Bozen, Alpbach –Zukünftigen Energiestrategien im Alpenraum standen im Zentrum des „Energieforums Alpenraum“ in Bozen. Ausgerichtet vom Landesressort für Raumentwicklung, Umwelt und Energie gemeinsam mit dem „Europäischen Forum Alpbach“, knüpfte die Veranstaltung an das „Energieforum Alpenraum 2014“ in München an, bei dem erste Bausteine für eine „Energievision Alpenraum 2030“ entwickelt wurden.
Mehrere Elemente kennzeichnen derzeit die Energiepolitik auf europäischer Ebene: Die Energiemärkte sind von zunehmender Volatilität gekennzeichnet und werden dies auch in Zukunft sein. Die Energiewirtschaft entwickelt sich immer mehr in Richtung Energiedienstleister, wobei viele neue Businessmodelle entstehen. In diesem Spannungsfeld steht der Alpenraum, der das Potenzial hat, als Speicher- und Transferraum in Zukunft bei der Versorgung mit erneuerbarer Energie eine entscheidende Rolle in Europa zu spielen.
„Eine gemeinsame Strategie aller Akteure ist dafür allerdings unumgänglich. Es sind die Regionen, die dabei im europäischen Energie-Szenario eine Schlüssel-Aufgabe innehaben“, brachte Südtirols Energielandesrat Richard Theiner die Hauptbotschaft der Tagung auf den Punkt.
An einer massiven Verringerung des Energieverbrauchs, einer Erhöhung der Energieeffizienz und einem Ausbau der erneuerbaren Energieträger führe kein Weg vorbei, betonte Theiner, der Alpenbogen biete allein schon durch seine Topografie gute Voraussetzungen, um hier einen wichtigen Beitrag zu leisten. Allerdings sei er auch ein besonders sensibler Raum.
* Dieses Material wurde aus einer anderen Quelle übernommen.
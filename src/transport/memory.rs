//! In-process transport for tests

use slm_protocol::{EventRequest, JobRegistration, JobStatus, JobUpdate, SubmissionSource};
use std::collections::HashMap;
use std::sync::{Mutex, MutexGuard};

use super::{StatusTransport, TransportError, TransportKind};

/// A call made through a [`MemoryTransport`], in order.
#[derive(Debug, Clone, PartialEq)]
pub enum TransportCall {
    Register {
        job_id: String,
        source: Option<SubmissionSource>,
    },
    UpdateStatus {
        job_id: String,
        status: JobStatus,
        found: bool,
    },
    LogEvent {
        job_id: String,
        status: String,
    },
}

/// A job record held by a [`MemoryTransport`].
#[derive(Debug, Clone, PartialEq)]
pub struct MemoryRecord {
    pub job_name: String,
    pub submission_source: Option<SubmissionSource>,
    pub status: JobStatus,
    pub fields: JobUpdate,
}

#[derive(Default)]
struct MemoryState {
    records: HashMap<String, MemoryRecord>,
    events: Vec<EventRequest>,
    calls: Vec<TransportCall>,
    closed: u32,
    failing: bool,
}

/// Transport that keeps records and events in memory and logs every call.
#[derive(Default)]
pub struct MemoryTransport {
    state: Mutex<MemoryState>,
}

fn merge(fields: &mut JobUpdate, update: &JobUpdate) {
    if update.exit_code.is_some() {
        fields.exit_code = update.exit_code;
    }
    let assign = |slot: &mut Option<String>, value: &Option<String>| {
        if value.is_some() {
            slot.clone_from(value);
        }
    };
    assign(&mut fields.command, &update.command);
    assign(&mut fields.script_path, &update.script_path);
    assign(&mut fields.nodes, &update.nodes);
    assign(&mut fields.cpus, &update.cpus);
    assign(&mut fields.gpus, &update.gpus);
    assign(&mut fields.memory, &update.memory);
    assign(&mut fields.partition_name, &update.partition_name);
}

impl MemoryTransport {
    pub fn new() -> Self {
        Self::default()
    }

    fn state(&self) -> MutexGuard<'_, MemoryState> {
        self.state.lock().unwrap_or_else(|e| e.into_inner())
    }

    /// Make every subsequent operation fail as if the backend were down.
    pub fn set_failing(&self, failing: bool) {
        self.state().failing = failing;
    }

    /// Seed a record, as a prior `slm submit` would.
    pub fn insert_record(&self, job_id: &str, record: MemoryRecord) {
        self.state().records.insert(job_id.to_string(), record);
    }

    pub fn record(&self, job_id: &str) -> Option<MemoryRecord> {
        self.state().records.get(job_id).cloned()
    }

    pub fn events(&self) -> Vec<EventRequest> {
        self.state().events.clone()
    }

    /// Event statuses in append order.
    pub fn event_statuses(&self) -> Vec<String> {
        self.state()
            .events
            .iter()
            .map(|e| e.event_status.clone())
            .collect()
    }

    pub fn calls(&self) -> Vec<TransportCall> {
        self.state().calls.clone()
    }

    /// Number of `close` calls received.
    pub fn close_count(&self) -> u32 {
        self.state().closed
    }
}

impl StatusTransport for MemoryTransport {
    fn kind(&self) -> TransportKind {
        TransportKind::Memory
    }

    fn register_job(&self, registration: &JobRegistration) -> Result<Option<i64>, TransportError> {
        let mut state = self.state();
        state.calls.push(TransportCall::Register {
            job_id: registration.job_id.clone(),
            source: registration.submission_source,
        });
        if state.failing {
            return Err(TransportError::Unavailable("memory transport failing".to_string()));
        }

        let update = JobUpdate {
            exit_code: None,
            command: registration.command.clone(),
            script_path: registration.script_path.clone(),
            nodes: registration.nodes.clone(),
            cpus: registration.cpus.clone(),
            gpus: registration.gpus.clone(),
            memory: registration.memory.clone(),
            partition_name: registration.partition_name.clone(),
        };

        let next_id = state.records.len() as i64 + 1;
        match state.records.get_mut(&registration.job_id) {
            Some(record) => {
                if registration.submission_source.is_some() {
                    record.submission_source = registration.submission_source;
                }
                merge(&mut record.fields, &update);
                Ok(None)
            }
            None => {
                state.records.insert(
                    registration.job_id.clone(),
                    MemoryRecord {
                        job_name: registration.job_name.clone(),
                        submission_source: registration.submission_source,
                        status: JobStatus::Submitted,
                        fields: update,
                    },
                );
                Ok(Some(next_id))
            }
        }
    }

    fn update_status(
        &self,
        job_id: &str,
        status: JobStatus,
        update: &JobUpdate,
    ) -> Result<(), TransportError> {
        let mut state = self.state();
        if state.failing {
            state.calls.push(TransportCall::UpdateStatus {
                job_id: job_id.to_string(),
                status,
                found: false,
            });
            return Err(TransportError::Unavailable("memory transport failing".to_string()));
        }

        let found = match state.records.get_mut(job_id) {
            Some(record) => {
                if status.may_replace(record.status) {
                    record.status = status;
                    merge(&mut record.fields, update);
                }
                true
            }
            None => false,
        };
        state.calls.push(TransportCall::UpdateStatus {
            job_id: job_id.to_string(),
            status,
            found,
        });

        if found {
            Ok(())
        } else {
            Err(TransportError::NotFound(job_id.to_string()))
        }
    }

    fn log_event(&self, event: &EventRequest) -> Result<Option<i64>, TransportError> {
        let mut state = self.state();
        state.calls.push(TransportCall::LogEvent {
            job_id: event.job_id.clone(),
            status: event.event_status.clone(),
        });
        if state.failing {
            return Err(TransportError::Unavailable("memory transport failing".to_string()));
        }
        state.events.push(event.clone());
        Ok(Some(state.events.len() as i64))
    }

    fn close(&self) {
        self.state().closed += 1;
    }
}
Südtirol selbst, wo doppelt so viel Strom produziert als im Land verbraucht wird, habe sich 2011 einen umfassenden Landesklimaplan gegeben, der den Weg hin zum „KlimaLand Südtirol“ vorzeigt. „Mit dieser langfristig angelegten Energie-Strategie Südtirol 2050 hat sich die Landesregierung zum Ziel gesetzt, dass bis 2020 der Anteil der regenerativen Energieträger an der im Land verbrauchten Energie mindestens 75 Prozent und bis 2050 über 90 Prozent betragen soll. Weiters sollen laut Landesklimaplan die CO2-Emissionen bis 2020 auf unter vier Tonnen und bis spätestens 2050 auf unter 1,5 Tonnen pro Person jährlich gesenkt werden“, informierte der Landesrat.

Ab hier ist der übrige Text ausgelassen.